Has anyone made it down this far? If so, lets wrap this beast up quick smart with the credits shall we?

  • Croissant count – Nailed it up to 8 on day 7, but static after that. A disappointment given I was at a B&B, had expected some fresh ones waiting to be defiled
  • Cunt of the day (COTD) – Take your pick here: Me, the weather or crashing. Riding with the rear shock closed off and losing my timing chip also notable mentions. All that evidence points towards me being COTD, but people with smiley faces will say “Better now than next week!
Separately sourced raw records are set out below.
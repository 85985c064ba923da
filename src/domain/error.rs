//! Domain error types and the stable error codes surfaced to callers.

use std::fmt;

/// Stable, caller-facing error kind.
///
/// The string form (`as_str`) is part of the external contract: an HTTP layer
/// maps these to status codes, so the spelling must never change.
#[derive(Debug, Clone, Copy, PartialEq, Eq, Hash)]
pub enum ErrorCode {
    DataNotLoaded,
    SymbolNotFound,
    DateRangeRestricted,
    IndicatorNotPermitted,
    InvalidParameter,
    DataLoadError,
    DataRetrievalError,
    ConfigError,
}

impl ErrorCode {
    pub fn as_str(self) -> &'static str {
        match self {
            ErrorCode::DataNotLoaded => "DATA_NOT_LOADED",
            ErrorCode::SymbolNotFound => "SYMBOL_NOT_FOUND",
            ErrorCode::DateRangeRestricted => "DATE_RANGE_RESTRICTED",
            ErrorCode::IndicatorNotPermitted => "INDICATOR_NOT_PERMITTED",
            ErrorCode::InvalidParameter => "INVALID_PARAMETER",
            ErrorCode::DataLoadError => "DATA_LOAD_ERROR",
            ErrorCode::DataRetrievalError => "DATA_RETRIEVAL_ERROR",
            ErrorCode::ConfigError => "CONFIG_ERROR",
        }
    }
}

impl fmt::Display for ErrorCode {
    fn fmt(&self, f: &mut fmt::Formatter<'_>) -> fmt::Result {
        f.write_str(self.as_str())
    }
}

/// Top-level error type for tiercast.
#[derive(Debug, thiserror::Error)]
pub enum TiercastError {
    #[error("data not loaded")]
    NotLoaded,

    #[error("failed to load stock data: {reason}")]
    DataLoad { reason: String },

    #[error("symbol {symbol} not found")]
    SymbolNotFound { symbol: String },

    #[error("start date {start} too far back for {tier} tier, earliest allowed: {earliest}")]
    DateRangeRestricted {
        tier: String,
        start: chrono::NaiveDate,
        earliest: chrono::NaiveDate,
    },

    #[error("indicator {indicator} not available for {tier} tier")]
    IndicatorNotPermitted { indicator: String, tier: String },

    #[error("invalid parameter {name}: {reason}")]
    InvalidParameter { name: String, reason: String },

    #[error("failed to retrieve stock data: {reason}")]
    DataRetrieval { reason: String },

    #[error("config parse error in {file}: {reason}")]
    ConfigParse { file: String, reason: String },

    #[error("invalid config value [{section}] {key}: {reason}")]
    ConfigInvalid {
        section: String,
        key: String,
        reason: String,
    },
}

impl TiercastError {
    pub fn invalid_parameter(name: impl Into<String>, reason: impl Into<String>) -> Self {
        TiercastError::InvalidParameter {
            name: name.into(),
            reason: reason.into(),
        }
    }

    pub fn code(&self) -> ErrorCode {
        match self {
            TiercastError::NotLoaded => ErrorCode::DataNotLoaded,
            TiercastError::DataLoad { .. } => ErrorCode::DataLoadError,
            TiercastError::SymbolNotFound { .. } => ErrorCode::SymbolNotFound,
            TiercastError::DateRangeRestricted { .. } => ErrorCode::DateRangeRestricted,
            TiercastError::IndicatorNotPermitted { .. } => ErrorCode::IndicatorNotPermitted,
            TiercastError::InvalidParameter { .. } => ErrorCode::InvalidParameter,
            TiercastError::DataRetrieval { .. } => ErrorCode::DataRetrievalError,
            TiercastError::ConfigParse { .. } | TiercastError::ConfigInvalid { .. } => {
                ErrorCode::ConfigError
            }
        }
    }
}

impl From<&TiercastError> for std::process::ExitCode {
    fn from(err: &TiercastError) -> Self {
        let code: u8 = match err {
            TiercastError::ConfigParse { .. } | TiercastError::ConfigInvalid { .. } => 2,
            TiercastError::DataLoad { .. } => 3,
            TiercastError::NotLoaded | TiercastError::SymbolNotFound { .. } => 4,
            TiercastError::DateRangeRestricted { .. }
            | TiercastError::IndicatorNotPermitted { .. } => 5,
            TiercastError::InvalidParameter { .. } => 6,
            TiercastError::DataRetrieval { .. } => 7,
        };
        std::process::ExitCode::from(code)
    }
}

#[cfg(test)]
mod tests {
    use super::*;
    use chrono::NaiveDate;

    #[test]
    fn codes_are_stable_strings() {
        assert_eq!(ErrorCode::DataNotLoaded.as_str(), "DATA_NOT_LOADED");
        assert_eq!(ErrorCode::SymbolNotFound.as_str(), "SYMBOL_NOT_FOUND");
        assert_eq!(
            ErrorCode::DateRangeRestricted.as_str(),
            "DATE_RANGE_RESTRICTED"
        );
        assert_eq!(
            ErrorCode::IndicatorNotPermitted.as_str(),
            "INDICATOR_NOT_PERMITTED"
        );
        assert_eq!(ErrorCode::InvalidParameter.as_str(), "INVALID_PARAMETER");
        assert_eq!(ErrorCode::DataLoadError.as_str(), "DATA_LOAD_ERROR");
        assert_eq!(
            ErrorCode::DataRetrievalError.as_str(),
            "DATA_RETRIEVAL_ERROR"
        );
    }

    #[test]
    fn error_maps_to_code() {
        let err = TiercastError::SymbolNotFound {
            symbol: "ZZZZ".into(),
        };
        assert_eq!(err.code(), ErrorCode::SymbolNotFound);
        assert_eq!(err.to_string(), "symbol ZZZZ not found");

        let err = TiercastError::invalid_parameter("period", "must be at least 1");
        assert_eq!(err.code(), ErrorCode::InvalidParameter);
        assert_eq!(
            err.to_string(),
            "invalid parameter period: must be at least 1"
        );
    }

    #[test]
    fn date_range_message_names_earliest_date() {
        let err = TiercastError::DateRangeRestricted {
            tier: "free".into(),
            start: NaiveDate::from_ymd_opt(2024, 1, 1).unwrap(),
            earliest: NaiveDate::from_ymd_opt(2024, 3, 1).unwrap(),
        };
        assert_eq!(err.code(), ErrorCode::DateRangeRestricted);
        assert!(err.to_string().contains("earliest allowed: 2024-03-01"));
    }

    #[test]
    fn config_errors_share_a_code() {
        let parse = TiercastError::ConfigParse {
            file: "x.ini".into(),
            reason: "bad".into(),
        };
        let invalid = TiercastError::ConfigInvalid {
            section: "logging".into(),
            key: "format".into(),
            reason: "bad".into(),
        };
        assert_eq!(parse.code(), ErrorCode::ConfigError);
        assert_eq!(invalid.code(), ErrorCode::ConfigError);
    }
}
  • Gear of the day award – The switch to DX DH Pedals a winner for sure, slight trade off in terms of pedal strikes on a Lowmad with mega sag dialled in, but definitely better, even if results didn’t reflect it. A special mention to Icebreaker base layers and the Royal jacket which worked hard to keep me from getting hypothermia
  • Dirty Tip – Make sure you’re at the absolutely peak of your powers if you want to come and race the French in the wet in a blind ENDURO… Turns out its quite hard. Also helped massively to have Greg to navigate the day, so get yourself a Greg if possible.
  • Trail of the day – Hmmmm, clearly not stage 1. I think ultimately Stage 3 was the favourite, was sure I had smashed it, but oddly not. Still the most fun.